Probiotics for IBS — An Everyday Thing, Really?
Published by tummyblogger September 9th, 2008 in generalSeriously, yes. Recommended, effective, pill-form probiotics need to be taken every day — possibly for the rest of your life.
Several comments have asked this question. To keep IBS at bay in a gentle and effective manner, probiotics are a part of the solution.
I recognize that expense is an issue, especially if you have tried, and/or your doctor has recommended, Align ™.
Possible solutions:
* You can use our special Align code, to order Align at $25 /month, instead of $30 per month (the code is AlignWOM - as far as I know, it still works, and will work repeatedly.
* You can use Digestive Advantage - IBS, which was on the market earlier, and not promoted to Doctors in the same way. If you take the capsule or caplet form (not the chewables) it works, in my experience, as well as Align. For $17 or $18 you can get 96 capsules — a three month supply. A LOT cheaper than Align.
For my money, Digestive Advantage - IBS works as well or better than Align, although you may be more comfortable taking one in the morning and one at night, to build up the good bacteria. When I had to take a megadose antibiotic recently, I doubled DA-IBS to two in the morning, two at night, for a while. Then slowly went back down to 1 at night, two in the morning. Then back to one in the morning, one at night.

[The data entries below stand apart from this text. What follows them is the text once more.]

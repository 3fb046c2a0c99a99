use crate::config::ConfigError;
use crate::datasource::DataSourceError;
use crate::domain::{UpdateError, ValidationError};
use crate::orchestration::RefreshError;
use std::path::PathBuf;
use thiserror::Error;

#[derive(Debug, Error)]
pub enum AppError {
    #[error("Configuration error: {0}")]
    Config(#[from] ConfigError),
    #[error("Invalid portfolio: {0}")]
    Validation(#[from] ValidationError),
    #[error("Invalid update: {0}")]
    Update(#[from] UpdateError),
    #[error("Data source error: {0}")]
    DataSource(#[from] DataSourceError),
    #[error("Quote refresh failed: {0}")]
    Refresh(#[from] RefreshError),
    #[error("Failed to read {path}: {source}")]
    Io {
        path: PathBuf,
        #[source]
        source: std::io::Error,
    },
    #[error("Malformed portfolio JSON: {0}")]
    Json(#[from] serde_json::Error),
}
use crate::datasource::cbr::DEFAULT_CBR_RATES_URL;
use crate::domain::{Decimal, ExchangeRateSnapshot};
use chrono::{DateTime, Utc};
use std::collections::HashMap;
use std::path::PathBuf;
use thiserror::Error;

#[derive(Debug, Clone)]
pub struct Config {
    pub portfolio_path: PathBuf,
    pub cbr_rates_url: String,
    pub fallback_usd_rub: Decimal,
    pub fallback_eur_rub: Decimal,
    pub offline: bool,
}

#[derive(Debug, Error)]
pub enum ConfigError {
    #[error("Missing required environment variable: {0}")]
    MissingEnv(String),
    #[error("Invalid value for {0}: {1}")]
    InvalidValue(String, String),
}

impl Config {
    pub fn from_env() -> Result<Self, ConfigError> {
        Self::from_env_map(std::env::vars().collect())
    }

    pub fn from_env_map(env_map: HashMap<String, String>) -> Result<Self, ConfigError> {
        let portfolio_path = env_map
            .get("PORTFOLIO_PATH")
            .filter(|s| !s.trim().is_empty())
            .map(PathBuf::from)
            .ok_or_else(|| ConfigError::MissingEnv("PORTFOLIO_PATH".to_string()))?;

        let cbr_rates_url = env_map
            .get("CBR_RATES_URL")
            .cloned()
            .unwrap_or_else(|| DEFAULT_CBR_RATES_URL.to_string());
        if !(cbr_rates_url.starts_with("http://") || cbr_rates_url.starts_with("https://")) {
            return Err(ConfigError::InvalidValue(
                "CBR_RATES_URL".to_string(),
                "must be an http(s) URL".to_string(),
            ));
        }

        let fallback_usd_rub = parse_rate(
            &env_map,
            "FALLBACK_USD_RUB",
            ExchangeRateSnapshot::FALLBACK_USD_RUB,
        )?;
        let fallback_eur_rub = parse_rate(
            &env_map,
            "FALLBACK_EUR_RUB",
            ExchangeRateSnapshot::FALLBACK_EUR_RUB,
        )?;

        let offline = match env_map
            .get("OFFLINE")
            .map(|s| s.trim().to_ascii_lowercase())
            .as_deref()
            .unwrap_or("false")
        {
            "1" | "true" | "yes" => true,
            "0" | "false" | "no" => false,
            other => {
                return Err(ConfigError::InvalidValue(
                    "OFFLINE".to_string(),
                    format!("must be true or false, got {}", other),
                ))
            }
        };

        Ok(Config {
            portfolio_path,
            cbr_rates_url,
            fallback_usd_rub,
            fallback_eur_rub,
            offline,
        })
    }

    /// Rates to use when no provider answers.
    pub fn fallback_rates(&self, at: DateTime<Utc>) -> ExchangeRateSnapshot {
        ExchangeRateSnapshot::new(self.fallback_usd_rub, self.fallback_eur_rub, at)
    }
}

fn parse_rate(
    env_map: &HashMap<String, String>,
    key: &str,
    default: Decimal,
) -> Result<Decimal, ConfigError> {
    let Some(raw) = env_map.get(key) else {
        return Ok(default);
    };
    let rate = Decimal::from_str_canonical(raw.trim()).map_err(|_| {
        ConfigError::InvalidValue(key.to_string(), "must be a decimal number".to_string())
    })?;
    if !rate.is_positive() {
        return Err(ConfigError::InvalidValue(
            key.to_string(),
            "must be positive".to_string(),
        ));
    }
    Ok(rate)
}

#[cfg(test)]
mod tests {
    use super::*;

    fn setup_required_env() -> HashMap<String, String> {
        let mut map = HashMap::new();
        map.insert(
            "PORTFOLIO_PATH".to_string(),
            "/tmp/portfolio.json".to_string(),
        );
        map
    }

    #[test]
    fn test_defaults() {
        let config = Config::from_env_map(setup_required_env()).unwrap();
        assert_eq!(config.portfolio_path, PathBuf::from("/tmp/portfolio.json"));
        assert_eq!(config.cbr_rates_url, DEFAULT_CBR_RATES_URL);
        assert_eq!(config.fallback_usd_rub, ExchangeRateSnapshot::FALLBACK_USD_RUB);
        assert_eq!(config.fallback_eur_rub, ExchangeRateSnapshot::FALLBACK_EUR_RUB);
        assert!(!config.offline);
    }

    #[test]
    fn test_missing_portfolio_path() {
        let mut env_map = setup_required_env();
        env_map.remove("PORTFOLIO_PATH");
        let result = Config::from_env_map(env_map);
        match result {
            Err(ConfigError::MissingEnv(s)) => assert_eq!(s, "PORTFOLIO_PATH"),
            _ => panic!("Expected MissingEnv error"),
        }
    }

    #[test]
    fn test_invalid_fallback_rate() {
        let mut env_map = setup_required_env();
        env_map.insert("FALLBACK_USD_RUB".to_string(), "ninety".to_string());
        let result = Config::from_env_map(env_map);
        match result {
            Err(ConfigError::InvalidValue(k, _)) => assert_eq!(k, "FALLBACK_USD_RUB"),
            _ => panic!("Expected InvalidValue error"),
        }
    }

    #[test]
    fn test_non_positive_fallback_rate() {
        let mut env_map = setup_required_env();
        env_map.insert("FALLBACK_EUR_RUB".to_string(), "0".to_string());
        let result = Config::from_env_map(env_map);
        match result {
            Err(ConfigError::InvalidValue(k, _)) => assert_eq!(k, "FALLBACK_EUR_RUB"),
            _ => panic!("Expected InvalidValue error"),
        }
    }

    #[test]
    fn test_invalid_offline_flag() {
        let mut env_map = setup_required_env();
        env_map.insert("OFFLINE".to_string(), "maybe".to_string());
        let result = Config::from_env_map(env_map);
        match result {
            Err(ConfigError::InvalidValue(k, _)) => assert_eq!(k, "OFFLINE"),
            _ => panic!("Expected InvalidValue error"),
        }
    }

    #[test]
    fn test_invalid_rates_url() {
        let mut env_map = setup_required_env();
        env_map.insert("CBR_RATES_URL".to_string(), "ftp://cbr.ru".to_string());
        assert!(matches!(
            Config::from_env_map(env_map),
            Err(ConfigError::InvalidValue(k, _)) if k == "CBR_RATES_URL"
        ));
    }

    #[test]
    fn test_overrides_feed_fallback_rates() {
        let mut env_map = setup_required_env();
        env_map.insert("FALLBACK_USD_RUB".to_string(), "85.10".to_string());
        env_map.insert("OFFLINE".to_string(), "TRUE".to_string());
        let config = Config::from_env_map(env_map).unwrap();
        assert!(config.offline);

        let rates = config.fallback_rates(Utc::now());
        assert_eq!(rates.usd_rub, Decimal::from_str_canonical("85.1").unwrap());
        assert_eq!(rates.eur_rub, ExchangeRateSnapshot::FALLBACK_EUR_RUB);
    }
}
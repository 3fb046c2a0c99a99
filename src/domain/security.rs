//! Exchange-traded security holding (stock, bond or ETF).

use crate::domain::{AssetId, Currency, Decimal, DividendFrequency, SecurityKind, Ticker};
use serde::{Deserialize, Serialize};

/// A position in an exchange-traded security.
///
/// Prices are denominated in `currency`; `expected_dividend` is an annual
/// percentage yield on the current price.
#[derive(Debug, Clone, PartialEq, Eq, Serialize, Deserialize)]
#[serde(rename_all = "camelCase")]
pub struct Security {
    pub id: AssetId,
    pub name: String,
    pub ticker: Ticker,
    #[serde(rename = "type")]
    pub kind: SecurityKind,
    pub current_price: Decimal,
    pub previous_price: Decimal,
    pub quantity: u32,
    pub expected_dividend: Decimal,
    pub dividend_frequency: DividendFrequency,
    #[serde(default)]
    pub currency: Currency,
}

impl Security {
    /// Market value in the security's own currency.
    pub fn market_value(&self) -> Decimal {
        self.current_price * Decimal::from(self.quantity)
    }
}
//! Roster types - who can be seeded into a bracket
//!
//! The bracket itself only ever stores [`PlayerId`]s. Aliases and avatars stay
//! with the roster so that front ends can render names next to resolved slots.

use anyhow::Context;
use serde::{Deserialize, Serialize};
use std::fmt;
use std::path::Path;

/// Stable player identifier (the platform's numeric user id)
#[derive(Clone, Copy, Debug, PartialEq, Eq, Hash, PartialOrd, Ord, Serialize, Deserialize)]
#[serde(transparent)]
pub struct PlayerId(pub u64);

impl fmt::Display for PlayerId {
    fn fmt(&self, f: &mut fmt::Formatter<'_>) -> fmt::Result {
        write!(f, "{}", self.0)
    }
}

impl From<u64> for PlayerId {
    fn from(id: u64) -> Self {
        PlayerId(id)
    }
}

/// A roster entry
#[derive(Clone, Debug, PartialEq, Eq, Serialize, Deserialize)]
pub struct Player {
    pub id: PlayerId,
    pub alias: String,
    #[serde(default)]
    pub avatar: Option<String>,
}

impl Player {
    pub fn new(id: u64, alias: impl Into<String>) -> Self {
        Self {
            id: PlayerId(id),
            alias: alias.into(),
            avatar: None,
        }
    }

    /// Set avatar reference
    pub fn with_avatar(mut self, avatar: impl Into<String>) -> Self {
        self.avatar = Some(avatar.into());
        self
    }
}

/// Ordered list of players, in seeding order
#[derive(Clone, Debug, Default, PartialEq, Eq, Serialize, Deserialize)]
#[serde(transparent)]
pub struct Roster {
    players: Vec<Player>,
}

impl Roster {
    pub fn new(players: Vec<Player>) -> Self {
        Self { players }
    }

    /// Player ids in roster order
    pub fn ids(&self) -> Vec<PlayerId> {
        self.players.iter().map(|p| p.id).collect()
    }

    pub fn players(&self) -> &[Player] {
        &self.players
    }

    pub fn len(&self) -> usize {
        self.players.len()
    }

    pub fn is_empty(&self) -> bool {
        self.players.is_empty()
    }

    pub fn contains(&self, id: PlayerId) -> bool {
        self.get(id).is_some()
    }

    /// Look up a player by id
    pub fn get(&self, id: PlayerId) -> Option<&Player> {
        self.players.iter().find(|p| p.id == id)
    }

    /// Display name for an id, falling back to `#<id>` for unknown players
    pub fn alias_of(&self, id: PlayerId) -> String {
        self.get(id)
            .map(|p| p.alias.clone())
            .unwrap_or_else(|| format!("#{}", id))
    }

    pub fn push(&mut self, player: Player) {
        self.players.push(player);
    }

    /// Load a roster from a JSON array of players
    pub fn load(path: &Path) -> anyhow::Result<Self> {
        let content = std::fs::read_to_string(path)
            .with_context(|| format!("Failed to read roster: {}", path.display()))?;
        let roster: Roster = serde_json::from_str(&content)
            .with_context(|| format!("Failed to parse roster: {}", path.display()))?;
        Ok(roster)
    }
}

impl From<Vec<Player>> for Roster {
    fn from(players: Vec<Player>) -> Self {
        Self::new(players)
    }
}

Basically, my reason for taking two per day is that
* It’s fairly cheap
* I’m covered if I forget one dose
Two per day costs $36 for three months, or $13 per month, less than half what Align costs. Align is a really good product — and I’ve taken some bad ones — but so is Digestive Advantage - IBS. Part of Align’s cost comes from marketing Align to doctors, sending out specialists in medical marketing to visit doctors,. writing and distributing literature to doctors, and giving them free samples.
I think it would have been nice if they had also put it on the pharmacy shelf next to Digestive Advantage - IBS. Now Align has the aura of a “medicine” for IBS, which it is not. There are probably other probiotics that will be fairly specifically engineered for IBS in the pipeline. How they will be marketed is the question.
One person comments “The symptoms are way worse than taking the pill.” Taking a daily probiotic is just part of the whole story for managing IBS. There are three parts to getting it all under control.
1. Diet
2. Probiotic (Align ™ or Digestive Advantage - IBS ™ are my current recommendations)
3. Soluble fiber supplement - Heather’s Acacia Tummy Fiber ™, FiberSure ™, or a guar gum supplement (cheaper, less appealing to use).
DISCLOSURE: I did receive two months of Align, before its widespread release, on the condition that I would take it every day, and blog about the experience - which I did. I rescued a comment from a manager at Digestive Advantage from my comment-spam file; in it he offered me the same deal — free product for two months, in exchange for blogging about the product on For My Tummy. There *is* the special $5 discount to blog readers, that applies to ordering Align online. There is no special discount to blog readers from Digestive Advantage - IBS ™, only that it is cheaper, and there is both a free sample and a $1.50 store coupon.